The demand for fitted silhouettes has also led to the opening of several customised clothing outlets. One such is Corporate Collars, a custom tailoring retail store in Mumbai, which started operations in 2013. Corporate Collars offers ‘tailoring on wheels’ where a mobile van goes to a customer’s doorstep to customise his/her clothes. “The consumer has evolved from not being bothered about the fit of his clothes to making well-fitted clothes his priority when buying either off the rack or custom-tailored clothes,” says Harssh Chheda, founder, Corporate Collars. The company, which offers customised western-wear for both men and women, is currently seeing an year-on-year client growth of 140-150%.
It was a market full of ill-fitting clothes that led Chheda to start his own venture. “When I returned to India after graduating from the US, I could not find the right fit for my clothes. A medium size was too large for me and a small was not big enough. Frustrated by the lack of options, I decided to start Corporate Collars,” he says. Then there are online portals that offer “custom-tailored” ready-to-wear options. Take, for instance, FableStreet, an online professional-wear portal for women.

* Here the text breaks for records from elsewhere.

//! Type aliases for the callable shapes used throughout the crate.
//!
//! Listener and completion types are boxed trait objects with long bounds.
//! Naming them keeps signatures readable and keeps the bounds consistent
//! between the registry, the dispatcher and the public API.

use serde_json::Value;

use crate::dispatch::Invocation;

/// Arguments forwarded to every listener of one publish.
pub type Args = Vec<Value>;

/// What a listener body returns.
///
/// `Err` aborts a synchronous fan-out, or fails a waterfall step.
pub type ListenerResult = anyhow::Result<()>;

/// The callable stored behind a [`Listener`](crate::Listener) handle.
pub type ListenerFn = dyn Fn(Invocation<'_>) -> ListenerResult + Send + Sync;

/// Completion callback of a waterfall publish.
///
/// Receives `None` when every listener resolved its continuation, or the
/// first error any of them reported.
pub type CompletionFn = Box<dyn FnOnce(Option<anyhow::Error>) + Send>;
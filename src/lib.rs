//! # aemitter
//!
//! In-process publish/subscribe for Rust:
//! - Named listeners, persistent or single-shot
//! - Synchronous fan-out with error propagation to the publisher
//! - Sequential asynchronous waterfalls driven by explicit continuations
//! - A capability trait that turns any type into an event source
//!
//! ## Architecture
//!
//! aemitter is organized as a workspace:
//!
//! 1. **aemitter-core** - Registry, dispatcher, capability mixin, configuration
//! 2. **aemitter** - This facade: re-exports plus logging setup

pub use aemitter_core::{
    apply_capability, emit, global, init_global, json, on_event, Args, Capability,
    CompletionFn, ConfigError, Emitter, EmitterConfig, EmitterError, Evented, Invocation,
    Listener, ListenerFn, ListenerResult, Mixin, Next, PendingPublish, Value,
};

/// Library version
pub const VERSION: &str = env!("CARGO_PKG_VERSION");

/// Initialize logging with the default configuration
///
/// Sets up structured logging with:
/// - Console output with pretty formatting
/// - RUST_LOG environment variable support (defaults to `info`)
///
/// Returns an error if a global subscriber is already installed.
pub fn init_logging() -> anyhow::Result<()> {
    use tracing_subscriber::fmt;
    use tracing_subscriber::prelude::*;
    use tracing_subscriber::EnvFilter;

    let env_filter = EnvFilter::try_from_default_env().unwrap_or_else(|_| EnvFilter::new("info"));

    let fmt_layer = fmt::layer()
        .with_writer(std::io::stdout)
        .with_target(true)
        .with_level(true)
        .with_thread_ids(true)
        .with_thread_names(true)
        .with_line_number(true)
        .pretty();

    tracing_subscriber::registry()
        .with(env_filter)
        .with(fmt_layer)
        .try_init()?;

    tracing::debug!(version = VERSION, "logging initialized");
    Ok(())
}
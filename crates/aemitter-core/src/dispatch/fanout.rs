//! Synchronous fan-out.

use serde_json::Value;

use super::invocation::Invocation;
use crate::emitter::Emitter;
use crate::error::EmitterError;

/// Invoke every listener of `event`, in snapshot order, on the calling thread.
///
/// Once-entries are removed from the live registry before they run. The first
/// listener error stops the fan-out and is returned to the caller.
pub(crate) fn fan_out(emitter: &Emitter, event: &str, args: &[Value]) -> Result<(), EmitterError> {
    let registry = emitter.registry();
    let snapshot = registry.snapshot(event);
    tracing::trace!(
        emitter = %emitter.name(),
        event,
        listeners = snapshot.len(),
        "publishing"
    );

    for (index, entry) in snapshot.iter().enumerate() {
        if entry.is_once() {
            registry.remove_entry(event, entry.id());
        }

        entry
            .listener()
            .call(Invocation {
                emitter,
                event,
                args,
                next: None,
            })
            .map_err(|source| EmitterError::Listener {
                event: event.to_string(),
                index,
                source,
            })?;
    }
    Ok(())
}
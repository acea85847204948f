//! resdex Validate
//!
//! Diagnostic passes over derived resources. Nothing here alters a derived
//! schema; every problem becomes a finding.

mod config;
mod conflict;
mod error;
mod naming;
mod validator;

pub use config::{ValidatorConfig, DEFAULT_PROPERTY_NAME_PATTERN};
pub use conflict::{property_targets, ConflictChecker};
pub use error::{ValidateError, ValidateResult};
pub use naming::PropertyNameChecker;
pub use validator::Validator;
//! Validator configuration.

use resdex_core::Severity;
use resdex_index::IndexConfig;

/// Default pattern for derived property names: alphanumeric only.
pub const DEFAULT_PROPERTY_NAME_PATTERN: &str = "^[A-Za-z0-9]+$";

/// Configuration for a [`crate::Validator`].
#[derive(Debug, Clone)]
pub struct ValidatorConfig {
    /// Which resources are derived and validated.
    pub index: IndexConfig,
    /// Severity of target conflicts.
    pub conflict_severity: Severity,
    /// Whether derived property names are checked against the pattern.
    pub check_property_names: bool,
    /// Pattern every visible property name must match.
    pub property_name_pattern: String,
    /// Severity of property name mismatches.
    pub property_name_severity: Severity,
}

impl Default for ValidatorConfig {
    fn default() -> Self {
        Self {
            index: IndexConfig::default(),
            conflict_severity: Severity::Error,
            check_property_names: true,
            property_name_pattern: DEFAULT_PROPERTY_NAME_PATTERN.to_string(),
            property_name_severity: Severity::Warning,
        }
    }
}

impl ValidatorConfig {
    pub fn new() -> Self {
        Self::default()
    }

    pub fn with_index(mut self, index: IndexConfig) -> Self {
        self.index = index;
        self
    }

    pub fn with_conflict_severity(mut self, severity: Severity) -> Self {
        self.conflict_severity = severity;
        self
    }

    pub fn with_property_name_check(mut self, enabled: bool) -> Self {
        self.check_property_names = enabled;
        self
    }

    pub fn with_property_name_pattern(mut self, pattern: impl Into<String>) -> Self {
        self.property_name_pattern = pattern.into();
        self
    }

    pub fn with_property_name_severity(mut self, severity: Severity) -> Self {
        self.property_name_severity = severity;
        self
    }
}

To tap the market that exists in the absence of well-fitted ready-to-wear clothes, FableStreet is following a middle path—it offers ready-to-wear clothes (70%) and customised clothing (30%). “NIFT’s survey is a great initiative and much needed. Being such a large industry and not have our own size chart is a big disadvantage that we face,” says Ayushi Gudwani, founder and CEO, FableStreet.

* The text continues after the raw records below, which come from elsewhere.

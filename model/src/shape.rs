//! Shape definition types.

use crate::{LifecycleRole, MemberTraits, ResourceTrait};
use resdex_core::ShapeId;
use serde::Deserialize;
use std::fmt;

/// Kind of a scalar shape.
#[derive(Debug, Clone, Copy, PartialEq, Eq, Hash, Deserialize)]
#[serde(rename_all = "camelCase")]
pub enum ScalarKind {
    String,
    Boolean,
    Integer,
    Long,
    Float,
    Double,
    BigDecimal,
    Timestamp,
    Blob,
    Document,
}

impl ScalarKind {
    pub fn as_str(&self) -> &'static str {
        match self {
            ScalarKind::String => "string",
            ScalarKind::Boolean => "boolean",
            ScalarKind::Integer => "integer",
            ScalarKind::Long => "long",
            ScalarKind::Float => "float",
            ScalarKind::Double => "double",
            ScalarKind::BigDecimal => "bigDecimal",
            ScalarKind::Timestamp => "timestamp",
            ScalarKind::Blob => "blob",
            ScalarKind::Document => "document",
        }
    }
}

impl fmt::Display for ScalarKind {
    fn fmt(&self, f: &mut fmt::Formatter<'_>) -> fmt::Result {
        f.write_str(self.as_str())
    }
}

/// A member of an aggregate shape.
#[derive(Debug, Clone, PartialEq, Eq)]
pub struct MemberShape {
    /// Own id (`Container$name`), distinct from the target.
    pub id: ShapeId,
    /// Member name within its container.
    pub name: String,
    /// The shape this member targets.
    pub target: ShapeId,
    /// Annotations applied to this member.
    pub traits: MemberTraits,
}

impl MemberShape {
    /// The property name this member derives: its rename annotation if
    /// present, else its raw name.
    pub fn property_name(&self) -> &str {
        self.traits.property_name.as_deref().unwrap_or(&self.name)
    }

    pub fn is_excluded(&self) -> bool {
        self.traits.exclude_property
    }

    pub fn is_additional_identifier(&self) -> bool {
        self.traits.additional_identifier
    }
}

/// A structure (or union): an ordered collection of members.
#[derive(Debug, Clone, PartialEq, Eq)]
pub struct StructureShape {
    pub id: ShapeId,
    /// Members in declaration order.
    pub members: Vec<MemberShape>,
}

impl StructureShape {
    /// Get a member by name.
    pub fn get_member(&self, name: &str) -> Option<&MemberShape> {
        self.members.iter().find(|m| m.name == name)
    }

    /// Get all member names in declaration order.
    pub fn member_names(&self) -> impl Iterator<Item = &str> {
        self.members.iter().map(|m| m.name.as_str())
    }
}

/// A list shape.
#[derive(Debug, Clone, PartialEq, Eq)]
pub struct ListShape {
    pub id: ShapeId,
    pub member: ShapeId,
}

/// A map shape.
#[derive(Debug, Clone, PartialEq, Eq)]
pub struct MapShape {
    pub id: ShapeId,
    pub key: ShapeId,
    pub value: ShapeId,
}

/// A scalar shape.
#[derive(Debug, Clone, PartialEq, Eq)]
pub struct ScalarShape {
    pub id: ShapeId,
    pub kind: ScalarKind,
}

/// An operation shape.
#[derive(Debug, Clone, PartialEq, Eq)]
pub struct OperationShape {
    pub id: ShapeId,
    /// Input structure, if any.
    pub input: Option<ShapeId>,
    /// Output structure, if any.
    pub output: Option<ShapeId>,
}

/// A resource shape.
#[derive(Debug, Clone, PartialEq, Eq)]
pub struct ResourceShape {
    pub id: ShapeId,
    /// Identifier name to target shape, in declaration order.
    pub identifiers: Vec<(String, ShapeId)>,
    pub create: Option<ShapeId>,
    pub read: Option<ShapeId>,
    pub update: Option<ShapeId>,
    pub delete: Option<ShapeId>,
    pub put: Option<ShapeId>,
    pub list: Option<ShapeId>,
    /// The resource annotation, if the resource carries it.
    pub resource_trait: Option<ResourceTrait>,
}

impl ResourceShape {
    /// The operation bound to a lifecycle role.
    pub fn operation(&self, role: LifecycleRole) -> Option<&ShapeId> {
        match role {
            LifecycleRole::Create => self.create.as_ref(),
            LifecycleRole::Read => self.read.as_ref(),
            LifecycleRole::Update => self.update.as_ref(),
            LifecycleRole::Delete => self.delete.as_ref(),
            LifecycleRole::Put => self.put.as_ref(),
            LifecycleRole::List => self.list.as_ref(),
        }
    }

    /// Identifier names in declaration order.
    pub fn identifier_names(&self) -> impl Iterator<Item = &str> {
        self.identifiers.iter().map(|(name, _)| name.as_str())
    }

    /// Get the target of an identifier by name.
    pub fn get_identifier(&self, name: &str) -> Option<&ShapeId> {
        self.identifiers
            .iter()
            .find(|(n, _)| n == name)
            .map(|(_, target)| target)
    }

    pub fn has_put(&self) -> bool {
        self.put.is_some()
    }
}

/// A node of the shape graph.
#[derive(Debug, Clone, PartialEq, Eq)]
pub enum Shape {
    Structure(StructureShape),
    Union(StructureShape),
    List(ListShape),
    Map(MapShape),
    Scalar(ScalarShape),
    Operation(OperationShape),
    Resource(ResourceShape),
}

impl Shape {
    /// The shape's own id.
    pub fn id(&self) -> &ShapeId {
        match self {
            Shape::Structure(s) | Shape::Union(s) => &s.id,
            Shape::List(s) => &s.id,
            Shape::Map(s) => &s.id,
            Shape::Scalar(s) => &s.id,
            Shape::Operation(s) => &s.id,
            Shape::Resource(s) => &s.id,
        }
    }

    /// Human-readable kind name, used in error messages.
    pub fn kind_name(&self) -> &'static str {
        match self {
            Shape::Structure(_) => "structure",
            Shape::Union(_) => "union",
            Shape::List(_) => "list",
            Shape::Map(_) => "map",
            Shape::Scalar(s) => s.kind.as_str(),
            Shape::Operation(_) => "operation",
            Shape::Resource(_) => "resource",
        }
    }

    pub fn as_structure(&self) -> Option<&StructureShape> {
        match self {
            Shape::Structure(s) => Some(s),
            _ => None,
        }
    }

    pub fn as_operation(&self) -> Option<&OperationShape> {
        match self {
            Shape::Operation(s) => Some(s),
            _ => None,
        }
    }

    pub fn as_resource(&self) -> Option<&ResourceShape> {
        match self {
            Shape::Resource(s) => Some(s),
            _ => None,
        }
    }

    /// Members of an aggregate shape; empty for every other kind.
    pub fn members(&self) -> &[MemberShape] {
        match self {
            Shape::Structure(s) | Shape::Union(s) => &s.members,
            Shape::List(_)
            | Shape::Map(_)
            | Shape::Scalar(_)
            | Shape::Operation(_)
            | Shape::Resource(_) => &[],
        }
    }
}
//! Common error types for resdex.

use crate::ShapeId;
use thiserror::Error;

/// Errors that can occur while building or reading a shape graph.
#[derive(Debug, Clone, PartialEq, Eq, Error)]
pub enum ModelError {
    /// A shape id could not be parsed.
    #[error("Invalid shape id '{id}': {reason}")]
    InvalidShapeId { id: String, reason: &'static str },

    /// Two shapes were registered under the same id.
    #[error("Duplicate shape id: {0}")]
    DuplicateShape(ShapeId),

    /// An aggregate declared the same member name twice.
    #[error("Duplicate member '{member}' in {container}")]
    DuplicateMember { container: ShapeId, member: String },

    /// A referenced shape does not exist in the graph.
    #[error("Shape not found: {0}")]
    ShapeNotFound(ShapeId),

    /// A referenced shape exists but is of the wrong kind.
    #[error("Shape {id} is a {actual}, expected a {expected}")]
    UnexpectedShapeKind {
        id: ShapeId,
        expected: &'static str,
        actual: &'static str,
    },
}

/// Result type for shape graph operations.
pub type ModelResult<T> = Result<T, ModelError>;
//! Index error types.

use resdex_core::{ModelError, ShapeId};
use thiserror::Error;

/// Errors that abort the derivation of a resource.
///
/// Problems that leave a usable result are reported as findings instead.
#[derive(Debug, Clone, PartialEq, Eq, Error)]
pub enum IndexError {
    /// A shape referenced while deriving the resource is missing or has the
    /// wrong kind.
    #[error("Failed to derive properties of resource {resource}: {source}")]
    Derivation {
        resource: ShapeId,
        #[source]
        source: ModelError,
    },

    /// The requested shape is not a usable resource.
    #[error(transparent)]
    Model(#[from] ModelError),

    /// The resource does not carry the resource annotation.
    #[error("Resource {0} does not carry the resource annotation")]
    NotAnnotated(ShapeId),
}

/// Result type for index operations.
pub type IndexResult<T> = Result<T, IndexError>;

It was her own experience of not finding “proper-fitting” western-wear for women in the Indian market that made Gudwani open her online store in September 2016. To develop her brand’s size chart, she did market research for a year, taking measurements of around 1,000 women, and got a basic chart developed for the portal, which caters to clients across the country and even internationally. “We have seen a 200% growth year-on-year since our launch,” says Gudwani, adding, “Our exchange rate is less than 5% compared with the 15-30% seen by most other players.”

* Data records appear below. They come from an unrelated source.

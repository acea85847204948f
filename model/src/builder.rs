//! ModelBuilder for constructing an immutable Model.
//!
//! Sub-builders hold raw textual ids and parse them in `done()`, so a
//! malformed id surfaces as a `ModelError` at the point the shape is added.
//! References between shapes are not resolved here; a dangling reference
//! is reported by whoever follows it.

use crate::{
    prelude, LifecycleRole, ListShape, MapShape, MemberShape, MemberTraits, Model, MutabilityTrait,
    OperationShape, ResourceShape, ResourceTrait, ScalarKind, ScalarShape, Shape, StructureShape,
};
use resdex_core::{ModelError, ModelResult, ShapeId};
use std::collections::{BTreeMap, BTreeSet};

/// Member definition within an aggregate shape.
#[derive(Debug, Clone)]
pub struct MemberDef {
    /// Member name.
    pub name: String,
    /// Target shape id (textual).
    pub target: String,
    /// Annotations.
    pub traits: MemberTraits,
}

impl MemberDef {
    pub fn new(name: impl Into<String>, target: impl Into<String>) -> Self {
        Self {
            name: name.into(),
            target: target.into(),
            traits: MemberTraits::default(),
        }
    }

    pub fn mutability(mut self, mutability: MutabilityTrait) -> Self {
        self.traits.mutability = Some(mutability);
        self
    }

    pub fn excluded(mut self) -> Self {
        self.traits.exclude_property = true;
        self
    }

    pub fn property_name(mut self, name: impl Into<String>) -> Self {
        self.traits.property_name = Some(name.into());
        self
    }

    pub fn additional_identifier(mut self) -> Self {
        self.traits.additional_identifier = true;
        self
    }

    pub fn resource_identifier(mut self, identifier: impl Into<String>) -> Self {
        self.traits.resource_identifier = Some(identifier.into());
        self
    }

    pub fn with_traits(mut self, traits: MemberTraits) -> Self {
        self.traits = traits;
        self
    }
}

/// Builder for constructing an immutable Model.
#[derive(Debug)]
pub struct ModelBuilder {
    /// Shapes being built.
    shapes: BTreeMap<ShapeId, Shape>,
}

impl Default for ModelBuilder {
    fn default() -> Self {
        Self::new()
    }
}

impl ModelBuilder {
    /// Create a new builder with the prelude scalars registered.
    pub fn new() -> Self {
        let mut shapes = BTreeMap::new();
        for shape in prelude::prelude_shapes() {
            shapes.insert(shape.id().clone(), shape);
        }
        Self { shapes }
    }

    /// Create a builder without the prelude.
    pub fn without_prelude() -> Self {
        Self {
            shapes: BTreeMap::new(),
        }
    }

    /// Add a structure definition.
    pub fn add_structure(&mut self, id: impl Into<String>) -> StructureBuilder<'_> {
        StructureBuilder {
            builder: self,
            id: id.into(),
            members: Vec::new(),
            union: false,
        }
    }

    /// Add a union definition.
    pub fn add_union(&mut self, id: impl Into<String>) -> StructureBuilder<'_> {
        StructureBuilder {
            builder: self,
            id: id.into(),
            members: Vec::new(),
            union: true,
        }
    }

    /// Add an operation definition.
    pub fn add_operation(&mut self, id: impl Into<String>) -> OperationBuilder<'_> {
        OperationBuilder {
            builder: self,
            id: id.into(),
            input: None,
            output: None,
        }
    }

    /// Add a resource definition.
    pub fn add_resource(&mut self, id: impl Into<String>) -> ResourceBuilder<'_> {
        ResourceBuilder {
            builder: self,
            id: id.into(),
            identifiers: Vec::new(),
            operations: BTreeMap::new(),
            annotated: false,
            name: None,
            additional_schemas: Vec::new(),
        }
    }

    /// Add a list shape.
    pub fn add_list(&mut self, id: &str, member: &str) -> ModelResult<ShapeId> {
        let shape = Shape::List(ListShape {
            id: ShapeId::parse(id)?,
            member: ShapeId::parse(member)?,
        });
        self.insert(shape)
    }

    /// Add a map shape.
    pub fn add_map(&mut self, id: &str, key: &str, value: &str) -> ModelResult<ShapeId> {
        let shape = Shape::Map(MapShape {
            id: ShapeId::parse(id)?,
            key: ShapeId::parse(key)?,
            value: ShapeId::parse(value)?,
        });
        self.insert(shape)
    }

    /// Add a scalar shape.
    pub fn add_scalar(&mut self, id: &str, kind: ScalarKind) -> ModelResult<ShapeId> {
        let shape = Shape::Scalar(ScalarShape {
            id: ShapeId::parse(id)?,
            kind,
        });
        self.insert(shape)
    }

    /// Build the immutable Model.
    pub fn build(self) -> ModelResult<Model> {
        Ok(Model::new(self.shapes))
    }

    fn insert(&mut self, shape: Shape) -> ModelResult<ShapeId> {
        let id = shape.id().clone();
        if self.shapes.contains_key(&id) {
            return Err(ModelError::DuplicateShape(id));
        }
        self.shapes.insert(id.clone(), shape);
        Ok(id)
    }
}

/// Builder for a structure or union definition.
pub struct StructureBuilder<'a> {
    builder: &'a mut ModelBuilder,
    id: String,
    members: Vec<MemberDef>,
    union: bool,
}

impl<'a> StructureBuilder<'a> {
    /// Add a member.
    pub fn member(mut self, member: MemberDef) -> Self {
        self.members.push(member);
        self
    }

    /// Finish building this shape.
    pub fn done(self) -> ModelResult<ShapeId> {
        let id = ShapeId::parse(&self.id)?;

        let mut seen = BTreeSet::new();
        let mut members = Vec::with_capacity(self.members.len());
        for def in self.members {
            if !seen.insert(def.name.clone()) {
                return Err(ModelError::DuplicateMember {
                    container: id,
                    member: def.name,
                });
            }
            // Re-parse so a malformed member name is rejected.
            let member_id = ShapeId::parse(&id.with_member(def.name.as_str()).to_string())?;
            members.push(MemberShape {
                id: member_id,
                target: ShapeId::parse(&def.target)?,
                name: def.name,
                traits: def.traits,
            });
        }

        let structure = StructureShape { id, members };
        let shape = if self.union {
            Shape::Union(structure)
        } else {
            Shape::Structure(structure)
        };
        self.builder.insert(shape)
    }
}

/// Builder for an operation definition.
pub struct OperationBuilder<'a> {
    builder: &'a mut ModelBuilder,
    id: String,
    input: Option<String>,
    output: Option<String>,
}

impl<'a> OperationBuilder<'a> {
    /// Set the input structure.
    pub fn input(mut self, input: impl Into<String>) -> Self {
        self.input = Some(input.into());
        self
    }

    /// Set the output structure.
    pub fn output(mut self, output: impl Into<String>) -> Self {
        self.output = Some(output.into());
        self
    }

    /// Finish building this operation.
    pub fn done(self) -> ModelResult<ShapeId> {
        let shape = Shape::Operation(OperationShape {
            id: ShapeId::parse(&self.id)?,
            input: parse_optional(self.input.as_deref())?,
            output: parse_optional(self.output.as_deref())?,
        });
        self.builder.insert(shape)
    }
}

/// Builder for a resource definition.
pub struct ResourceBuilder<'a> {
    builder: &'a mut ModelBuilder,
    id: String,
    identifiers: Vec<(String, String)>,
    operations: BTreeMap<LifecycleRole, String>,
    annotated: bool,
    name: Option<String>,
    additional_schemas: Vec<String>,
}

impl<'a> ResourceBuilder<'a> {
    /// Add an identifier, in declaration order.
    pub fn identifier(mut self, name: impl Into<String>, target: impl Into<String>) -> Self {
        self.identifiers.push((name.into(), target.into()));
        self
    }

    /// Bind an operation to a lifecycle role.
    pub fn lifecycle(mut self, role: LifecycleRole, operation: impl Into<String>) -> Self {
        self.operations.insert(role, operation.into());
        self
    }

    pub fn create(self, operation: impl Into<String>) -> Self {
        self.lifecycle(LifecycleRole::Create, operation)
    }

    pub fn read(self, operation: impl Into<String>) -> Self {
        self.lifecycle(LifecycleRole::Read, operation)
    }

    pub fn update(self, operation: impl Into<String>) -> Self {
        self.lifecycle(LifecycleRole::Update, operation)
    }

    pub fn delete(self, operation: impl Into<String>) -> Self {
        self.lifecycle(LifecycleRole::Delete, operation)
    }

    pub fn put(self, operation: impl Into<String>) -> Self {
        self.lifecycle(LifecycleRole::Put, operation)
    }

    pub fn list(self, operation: impl Into<String>) -> Self {
        self.lifecycle(LifecycleRole::List, operation)
    }

    /// Attach the resource annotation.
    pub fn annotated(mut self) -> Self {
        self.annotated = true;
        self
    }

    /// Attach the resource annotation with an explicit external name.
    pub fn resource_name(mut self, name: impl Into<String>) -> Self {
        self.annotated = true;
        self.name = Some(name.into());
        self
    }

    /// Attach the resource annotation and add an additional schema.
    pub fn additional_schema(mut self, schema: impl Into<String>) -> Self {
        self.annotated = true;
        self.additional_schemas.push(schema.into());
        self
    }

    /// Finish building this resource.
    pub fn done(self) -> ModelResult<ShapeId> {
        let id = ShapeId::parse(&self.id)?;

        let mut identifiers = Vec::with_capacity(self.identifiers.len());
        for (name, target) in self.identifiers {
            identifiers.push((name, ShapeId::parse(&target)?));
        }

        let mut operations = BTreeMap::new();
        for (role, operation) in self.operations {
            operations.insert(role, ShapeId::parse(&operation)?);
        }

        let resource_trait = if self.annotated {
            let mut resource_trait = ResourceTrait::new();
            resource_trait.name = self.name;
            for schema in &self.additional_schemas {
                resource_trait.additional_schemas.push(ShapeId::parse(schema)?);
            }
            Some(resource_trait)
        } else {
            None
        };

        let shape = Shape::Resource(ResourceShape {
            id,
            identifiers,
            create: operations.remove(&LifecycleRole::Create),
            read: operations.remove(&LifecycleRole::Read),
            update: operations.remove(&LifecycleRole::Update),
            delete: operations.remove(&LifecycleRole::Delete),
            put: operations.remove(&LifecycleRole::Put),
            list: operations.remove(&LifecycleRole::List),
            resource_trait,
        });
        self.builder.insert(shape)
    }
}

fn parse_optional(text: Option<&str>) -> ModelResult<Option<ShapeId>> {
    text.map(ShapeId::parse).transpose()
}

It’s this lacunae of people not being able to find their ‘right fit’ that the NIFT believes it would fill once the India Size is released. “We are moving into fitted silhouettes for both men and women. In India, with various ethnicities, there are different body types and these can’t be boxed into ‘small’, ‘large’, ‘medium’, ‘extra-large’, etc. The need for a proper size then becomes all the more crucial,” says Muraleedharan of NIFT. Till that happens, though, Kaushik and her ilk may have to spend a few more harrowing hours outside trial rooms of different brands or keep visiting their neighbourhood darzi.